> **Goal of the exercise**
Using the records below, filter for lines that contain the string "tokio" and copy them out.

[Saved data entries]
:::::

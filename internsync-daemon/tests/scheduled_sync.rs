//! A scheduled run against a local README and a file-backed sheet.

use std::sync::Arc;
use std::time::Duration;

use internsync_core::config::{save_at, Config, SheetBackendKind, SheetConfig};
use internsync_daemon::{read_last_run_at, run_until, sync_job};
use internsync_sync::{RunOutcome, SheetBackend};
use internsync_io::JsonFileSheet;
use tempfile::TempDir;

const README: &str = "# Summer 2026 Tech Internships\n\n\
    | Company | Role | Location | Application/Link | Date Posted |\n\
    | --- | --- | --- | :---: | :---: |\n\
    | Acme | SWE Intern | NYC | http://a | Jun 01 |\n\
    | Globex | ML Intern | SF | http://b | Jun 03 |\n";

fn setup() -> (TempDir, std::path::PathBuf) {
    let home = TempDir::new().expect("home");
    let readme = home.path().join("README.md");
    std::fs::write(&readme, README).expect("readme");
    let sheet_path = home.path().join("sheet.json");
    let config = Config {
        source: readme.display().to_string(),
        sheet: SheetConfig {
            backend: SheetBackendKind::File,
            path: Some(sheet_path.clone()),
            ..SheetConfig::default()
        },
        write_delay_ms: 0,
        ..Config::default()
    };
    save_at(home.path(), &config).expect("save config");
    (home, sheet_path)
}

#[test]
fn job_applies_then_skips_unchanged_readme() {
    let (home, sheet_path) = setup();
    let job = sync_job(home.path().to_path_buf());

    match job().expect("first run") {
        RunOutcome::Applied { summary, .. } => {
            assert_eq!(summary.added, 2);
            assert!(summary.full_upload);
        }
        other => panic!("expected applied, got {other:?}"),
    }
    let mut sheet = JsonFileSheet::open(&sheet_path, "Sheet1").expect("open");
    let rows = sheet.read_all().expect("read");
    assert_eq!(rows.len(), 3);
    assert_eq!(rows[1][0], "Acme");

    assert!(matches!(job().expect("second run"), RunOutcome::Unchanged { .. }));
}

#[tokio::test(start_paused = true)]
async fn scheduler_records_each_run() {
    let (home, _) = setup();
    let inner = sync_job(home.path().to_path_buf());
    let (tx, rx) = tokio::sync::oneshot::channel::<()>();
    let tx = std::sync::Mutex::new(Some(tx));
    let runs = std::sync::atomic::AtomicUsize::new(0);
    let job = move || {
        let result = inner();
        if runs.fetch_add(1, std::sync::atomic::Ordering::SeqCst) == 1 {
            if let Some(tx) = tx.lock().expect("lock").take() {
                let _ = tx.send(());
            }
        }
        result
    };

    run_until(
        home.path().to_path_buf(),
        Duration::from_secs(60),
        Arc::new(job),
        async {
            let _ = rx.await;
        },
    )
    .await
    .expect("scheduler");

    let record = read_last_run_at(home.path())
        .expect("read")
        .expect("record");
    assert_eq!(record.outcome, "unchanged");
    assert!(record.error.is_none());
    assert_eq!(record.summary.expect("summary").added, 0);
}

:::::

> **Reply**
#[tokio::test(start_paused = true)]
    let (tx, rx) = tokio::sync::oneshot::channel::<()>();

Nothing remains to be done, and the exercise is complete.